A MATLAB implementation of Nearest Neighbor and K-Nearest Neighbors classifiers with clear code structure, ideal for beginners learning machine learning algorithms

Detailed Documentation

I have developed Nearest Neighbor and K-Nearest Neighbors classifiers using MATLAB, featuring a well-documented implementation that serves as an excellent educational tool particularly suitable for beginners. The code includes both distance calculation functions (such as Euclidean distance) and classification algorithms that demonstrate how to find the closest training samples for pattern recognition. This implementation not only helps you understand the core concepts behind these fundamental machine learning algorithms but also provides hands-on practice opportunities.
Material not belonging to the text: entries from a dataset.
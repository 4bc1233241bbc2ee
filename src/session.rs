//! Session store: current-user identity plus a persisted snapshot.
//!
//! The signal is the single source of truth at runtime; the localStorage
//! snapshot only rehydrates it across page loads. Login replaces the whole
//! value and logout removes it; there is no in-place field mutation.

use leptos::*;
use serde::{Deserialize, Serialize};

const USER_SNAPSHOT_KEY: &str = "user";

/// Admin starts at role 10; higher values (root) are a superset.
pub const ROLE_ADMIN: i32 = 10;

#[derive(Clone, Debug, PartialEq, Serialize, Deserialize)]
pub struct UserInfo {
    pub id: i64,
    pub username: String,
    #[serde(default)]
    pub display_name: String,
    #[serde(default)]
    pub role: i32,
    #[serde(default)]
    pub quota: i64,
    #[serde(default)]
    pub group: String,
}

impl UserInfo {
    pub fn is_admin(&self) -> bool {
        self.role >= ROLE_ADMIN
    }
}

/// Cheap copyable handle to the session signal, passed around via context.
#[derive(Clone, Copy)]
pub struct Session {
    user: RwSignal<Option<UserInfo>>,
}

impl Session {
    /// Rehydrate from the persisted snapshot, anonymous when none exists.
    pub fn restore() -> Self {
        Session {
            user: create_rw_signal(load_snapshot()),
        }
    }

    pub fn user(&self) -> Option<UserInfo> {
        self.user.get()
    }

    pub fn is_authenticated(&self) -> bool {
        self.user.with(|u| u.is_some())
    }

    /// Replace the session with a freshly authenticated user and persist it.
    pub fn log_in(&self, user: UserInfo) {
        save_snapshot(&user);
        self.user.set(Some(user));
    }

    /// Drop to anonymous and remove the snapshot. Only called once the
    /// server has confirmed the logout.
    pub fn clear(&self) {
        if let Some(storage) = local_storage() {
            let _ = storage.remove_item(USER_SNAPSHOT_KEY);
        }
        self.user.set(None);
    }
}

pub fn provide_session() {
    provide_context(Session::restore());
}

pub fn use_session() -> Session {
    expect_context::<Session>()
}

#[cfg(target_arch = "wasm32")]
pub fn local_storage() -> Option<web_sys::Storage> {
    web_sys::window().and_then(|w| w.local_storage().ok().flatten())
}

// Storage is a browser facility; native builds (tests) see it as absent,
// which is already a supported degraded mode.
#[cfg(not(target_arch = "wasm32"))]
pub fn local_storage() -> Option<web_sys::Storage> {
    None
}

fn load_snapshot() -> Option<UserInfo> {
    let raw = local_storage()?.get_item(USER_SNAPSHOT_KEY).ok()??;
    parse_snapshot(&raw)
}

fn save_snapshot(user: &UserInfo) {
    if let (Some(storage), Ok(raw)) = (local_storage(), serde_json::to_string(user)) {
        let _ = storage.set_item(USER_SNAPSHOT_KEY, &raw);
    }
}

/// A snapshot that fails to parse is treated as absent, not an error.
fn parse_snapshot(raw: &str) -> Option<UserInfo> {
    serde_json::from_str(raw).ok()
}

#[cfg(test)]
mod tests {
    use super::*;

    #[test]
    fn test_snapshot_round_trip() {
        let user = UserInfo {
            id: 7,
            username: "alice".to_string(),
            display_name: "Alice".to_string(),
            role: 10,
            quota: 1_000_000,
            group: "default".to_string(),
        };

        let raw = serde_json::to_string(&user).unwrap();
        let restored = parse_snapshot(&raw).unwrap();
        assert_eq!(restored, user);
    }

    #[test]
    fn test_snapshot_defaults_missing_fields() {
        let restored = parse_snapshot(r#"{"id": 3, "username": "bob"}"#).unwrap();
        assert_eq!(restored.username, "bob");
        assert_eq!(restored.role, 0);
        assert_eq!(restored.quota, 0);
        assert!(!restored.is_admin());
    }

    #[test]
    fn test_malformed_snapshot_is_absent() {
        assert!(parse_snapshot("not json").is_none());
        assert!(parse_snapshot("").is_none());
    }

    #[test]
    fn test_admin_threshold() {
        let mut user = parse_snapshot(r#"{"id": 1, "username": "u"}"#).unwrap();
        user.role = 9;
        assert!(!user.is_admin());
        user.role = 10;
        assert!(user.is_admin());
        user.role = 100;
        assert!(user.is_admin());
    }
}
Since the classifier is built in MATLAB, you can easily modify and extend the code to meet your specific requirements - for instance, by implementing different distance metrics or optimizing the k-value selection process. The main functions include data normalization routines, neighbor search algorithms, and majority voting mechanisms for classification decisions. Additionally, I can provide supplementary learning resources to help you better comprehend and apply these algorithms effectively. In summary, this classifier serves as an outstanding starting point for delving deeper into the world of machine learning, offering a solid foundation for your future machine learning projects while demonstrating practical implementation techniques for instance-based learning algorithms.